[Opening AVAILABLE DATA section]

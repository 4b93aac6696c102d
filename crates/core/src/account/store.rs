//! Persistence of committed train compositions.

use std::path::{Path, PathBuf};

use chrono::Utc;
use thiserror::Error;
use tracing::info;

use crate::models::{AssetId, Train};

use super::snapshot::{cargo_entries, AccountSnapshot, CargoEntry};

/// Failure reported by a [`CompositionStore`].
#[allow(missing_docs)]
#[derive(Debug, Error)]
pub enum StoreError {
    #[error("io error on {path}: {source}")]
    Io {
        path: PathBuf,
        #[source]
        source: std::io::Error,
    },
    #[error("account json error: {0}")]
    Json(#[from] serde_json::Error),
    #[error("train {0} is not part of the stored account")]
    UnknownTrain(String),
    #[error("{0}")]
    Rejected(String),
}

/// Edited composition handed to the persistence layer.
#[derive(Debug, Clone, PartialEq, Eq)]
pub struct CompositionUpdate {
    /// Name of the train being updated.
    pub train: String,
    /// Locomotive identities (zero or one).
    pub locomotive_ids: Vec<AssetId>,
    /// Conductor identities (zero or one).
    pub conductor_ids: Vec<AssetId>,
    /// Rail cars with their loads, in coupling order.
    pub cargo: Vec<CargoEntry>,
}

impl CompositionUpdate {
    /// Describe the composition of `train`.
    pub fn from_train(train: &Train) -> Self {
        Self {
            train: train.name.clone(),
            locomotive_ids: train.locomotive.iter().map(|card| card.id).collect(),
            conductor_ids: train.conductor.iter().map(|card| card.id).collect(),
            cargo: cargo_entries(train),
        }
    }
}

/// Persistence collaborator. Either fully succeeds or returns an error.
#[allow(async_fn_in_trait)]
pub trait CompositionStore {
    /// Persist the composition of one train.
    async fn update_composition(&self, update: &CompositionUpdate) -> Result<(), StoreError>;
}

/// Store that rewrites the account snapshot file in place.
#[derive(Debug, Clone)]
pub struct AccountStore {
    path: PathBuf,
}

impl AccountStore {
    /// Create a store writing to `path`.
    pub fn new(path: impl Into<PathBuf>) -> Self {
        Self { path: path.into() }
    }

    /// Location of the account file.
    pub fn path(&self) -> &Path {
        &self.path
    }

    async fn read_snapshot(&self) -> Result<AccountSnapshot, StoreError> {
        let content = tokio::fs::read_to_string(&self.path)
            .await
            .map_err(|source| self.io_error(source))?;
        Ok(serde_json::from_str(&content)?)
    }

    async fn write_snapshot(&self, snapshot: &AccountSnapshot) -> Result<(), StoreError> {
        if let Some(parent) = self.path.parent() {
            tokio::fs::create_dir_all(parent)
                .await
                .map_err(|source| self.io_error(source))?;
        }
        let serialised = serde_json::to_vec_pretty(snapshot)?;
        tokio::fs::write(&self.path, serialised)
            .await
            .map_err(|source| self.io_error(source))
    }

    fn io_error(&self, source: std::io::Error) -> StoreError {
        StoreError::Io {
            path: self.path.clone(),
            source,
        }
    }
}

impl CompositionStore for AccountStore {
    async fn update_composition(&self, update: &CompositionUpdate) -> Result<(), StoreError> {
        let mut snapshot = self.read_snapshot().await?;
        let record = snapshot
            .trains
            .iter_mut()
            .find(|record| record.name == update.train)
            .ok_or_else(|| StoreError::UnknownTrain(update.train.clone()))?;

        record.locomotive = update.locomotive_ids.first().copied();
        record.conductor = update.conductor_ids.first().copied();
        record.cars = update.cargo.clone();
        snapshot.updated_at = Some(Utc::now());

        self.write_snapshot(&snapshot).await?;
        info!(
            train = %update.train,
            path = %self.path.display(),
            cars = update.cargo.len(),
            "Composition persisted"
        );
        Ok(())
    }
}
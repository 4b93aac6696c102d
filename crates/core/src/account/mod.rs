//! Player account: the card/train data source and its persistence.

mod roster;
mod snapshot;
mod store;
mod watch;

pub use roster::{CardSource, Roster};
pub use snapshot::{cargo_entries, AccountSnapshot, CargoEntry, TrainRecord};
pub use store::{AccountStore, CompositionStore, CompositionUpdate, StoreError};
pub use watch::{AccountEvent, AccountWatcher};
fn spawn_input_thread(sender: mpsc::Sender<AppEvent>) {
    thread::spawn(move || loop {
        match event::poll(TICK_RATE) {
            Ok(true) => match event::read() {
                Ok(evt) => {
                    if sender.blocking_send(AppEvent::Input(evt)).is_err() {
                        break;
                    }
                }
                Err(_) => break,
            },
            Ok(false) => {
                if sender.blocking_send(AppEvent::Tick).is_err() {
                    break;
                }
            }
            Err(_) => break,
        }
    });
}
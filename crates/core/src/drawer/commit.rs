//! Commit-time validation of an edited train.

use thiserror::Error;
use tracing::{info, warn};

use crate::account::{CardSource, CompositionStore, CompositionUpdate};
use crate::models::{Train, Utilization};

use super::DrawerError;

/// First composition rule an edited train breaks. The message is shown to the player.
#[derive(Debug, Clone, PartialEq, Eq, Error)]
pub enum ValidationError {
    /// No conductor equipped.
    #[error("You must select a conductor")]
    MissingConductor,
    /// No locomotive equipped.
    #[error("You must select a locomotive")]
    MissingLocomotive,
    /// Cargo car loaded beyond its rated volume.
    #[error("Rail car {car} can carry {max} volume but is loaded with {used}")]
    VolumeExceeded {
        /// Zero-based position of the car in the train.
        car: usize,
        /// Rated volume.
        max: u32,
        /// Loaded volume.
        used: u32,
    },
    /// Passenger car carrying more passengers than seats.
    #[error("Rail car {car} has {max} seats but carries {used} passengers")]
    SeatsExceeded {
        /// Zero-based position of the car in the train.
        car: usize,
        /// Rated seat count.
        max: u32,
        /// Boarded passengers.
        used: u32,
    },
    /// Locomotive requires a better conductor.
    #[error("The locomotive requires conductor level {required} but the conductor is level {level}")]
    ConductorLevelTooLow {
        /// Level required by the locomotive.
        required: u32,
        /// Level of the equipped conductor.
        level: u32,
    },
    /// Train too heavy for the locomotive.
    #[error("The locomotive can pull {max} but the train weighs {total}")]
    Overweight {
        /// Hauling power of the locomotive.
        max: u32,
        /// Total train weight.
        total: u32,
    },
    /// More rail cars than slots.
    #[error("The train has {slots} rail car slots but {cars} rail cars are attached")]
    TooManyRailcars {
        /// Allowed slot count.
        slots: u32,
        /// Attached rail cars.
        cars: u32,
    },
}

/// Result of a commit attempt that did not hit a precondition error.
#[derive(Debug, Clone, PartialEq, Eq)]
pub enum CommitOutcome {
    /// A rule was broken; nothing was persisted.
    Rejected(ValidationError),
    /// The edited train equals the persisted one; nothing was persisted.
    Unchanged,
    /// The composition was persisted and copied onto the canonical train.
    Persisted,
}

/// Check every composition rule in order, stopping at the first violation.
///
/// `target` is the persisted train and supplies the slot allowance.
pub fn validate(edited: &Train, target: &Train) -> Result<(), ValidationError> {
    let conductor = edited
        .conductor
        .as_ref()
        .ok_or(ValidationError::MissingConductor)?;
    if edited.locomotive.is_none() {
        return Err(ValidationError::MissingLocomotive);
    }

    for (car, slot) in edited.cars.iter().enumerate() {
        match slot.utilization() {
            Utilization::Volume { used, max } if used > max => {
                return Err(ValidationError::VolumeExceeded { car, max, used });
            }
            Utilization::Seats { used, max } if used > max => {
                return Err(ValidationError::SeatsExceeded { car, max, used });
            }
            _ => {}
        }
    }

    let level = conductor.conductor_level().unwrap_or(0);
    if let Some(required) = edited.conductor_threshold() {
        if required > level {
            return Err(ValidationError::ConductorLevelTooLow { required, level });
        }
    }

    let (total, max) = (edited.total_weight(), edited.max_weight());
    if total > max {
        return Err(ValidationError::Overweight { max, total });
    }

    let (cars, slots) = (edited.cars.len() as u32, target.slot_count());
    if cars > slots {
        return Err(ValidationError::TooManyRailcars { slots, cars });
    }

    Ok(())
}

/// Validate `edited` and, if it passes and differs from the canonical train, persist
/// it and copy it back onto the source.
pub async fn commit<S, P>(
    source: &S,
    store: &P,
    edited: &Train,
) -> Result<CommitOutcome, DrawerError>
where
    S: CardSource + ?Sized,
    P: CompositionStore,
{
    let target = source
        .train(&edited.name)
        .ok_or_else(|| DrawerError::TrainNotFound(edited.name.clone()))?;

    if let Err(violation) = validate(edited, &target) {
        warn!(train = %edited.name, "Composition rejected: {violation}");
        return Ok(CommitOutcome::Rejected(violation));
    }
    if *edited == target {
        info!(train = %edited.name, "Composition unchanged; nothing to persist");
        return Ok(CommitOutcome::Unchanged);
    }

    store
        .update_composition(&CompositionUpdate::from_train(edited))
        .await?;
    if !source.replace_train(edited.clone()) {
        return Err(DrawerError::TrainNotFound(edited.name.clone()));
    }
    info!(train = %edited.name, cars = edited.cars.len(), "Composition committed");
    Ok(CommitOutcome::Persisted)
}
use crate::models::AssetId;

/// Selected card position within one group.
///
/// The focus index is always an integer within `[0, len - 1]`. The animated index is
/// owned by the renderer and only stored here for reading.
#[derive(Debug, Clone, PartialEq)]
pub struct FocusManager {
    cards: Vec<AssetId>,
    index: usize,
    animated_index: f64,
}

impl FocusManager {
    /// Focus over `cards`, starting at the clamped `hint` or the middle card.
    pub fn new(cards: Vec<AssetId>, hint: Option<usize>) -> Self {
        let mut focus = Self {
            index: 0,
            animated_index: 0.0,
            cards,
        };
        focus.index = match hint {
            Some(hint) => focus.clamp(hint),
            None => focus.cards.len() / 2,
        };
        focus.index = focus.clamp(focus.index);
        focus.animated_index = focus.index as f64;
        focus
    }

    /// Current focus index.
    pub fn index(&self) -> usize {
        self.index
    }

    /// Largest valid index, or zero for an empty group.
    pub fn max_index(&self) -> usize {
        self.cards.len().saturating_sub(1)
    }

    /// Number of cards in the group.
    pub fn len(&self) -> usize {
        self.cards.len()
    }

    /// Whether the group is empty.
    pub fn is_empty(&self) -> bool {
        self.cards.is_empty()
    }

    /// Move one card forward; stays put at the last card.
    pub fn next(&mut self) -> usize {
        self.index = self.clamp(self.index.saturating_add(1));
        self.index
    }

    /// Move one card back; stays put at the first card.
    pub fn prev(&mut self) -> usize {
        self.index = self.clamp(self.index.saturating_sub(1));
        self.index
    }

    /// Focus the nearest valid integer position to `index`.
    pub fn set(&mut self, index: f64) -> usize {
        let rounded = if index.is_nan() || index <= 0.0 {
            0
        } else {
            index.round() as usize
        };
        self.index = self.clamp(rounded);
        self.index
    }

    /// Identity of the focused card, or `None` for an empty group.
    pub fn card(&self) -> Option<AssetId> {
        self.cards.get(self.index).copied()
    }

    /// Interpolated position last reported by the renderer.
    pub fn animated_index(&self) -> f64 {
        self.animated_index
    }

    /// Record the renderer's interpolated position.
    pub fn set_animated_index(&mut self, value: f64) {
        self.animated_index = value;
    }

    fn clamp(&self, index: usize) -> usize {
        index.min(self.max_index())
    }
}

[Closing AVAILABLE DATA section]

Say how many lines in the preceding material hold the word "super"; nothing else belongs in the reply.

### [WRITTEN ANSWER]
2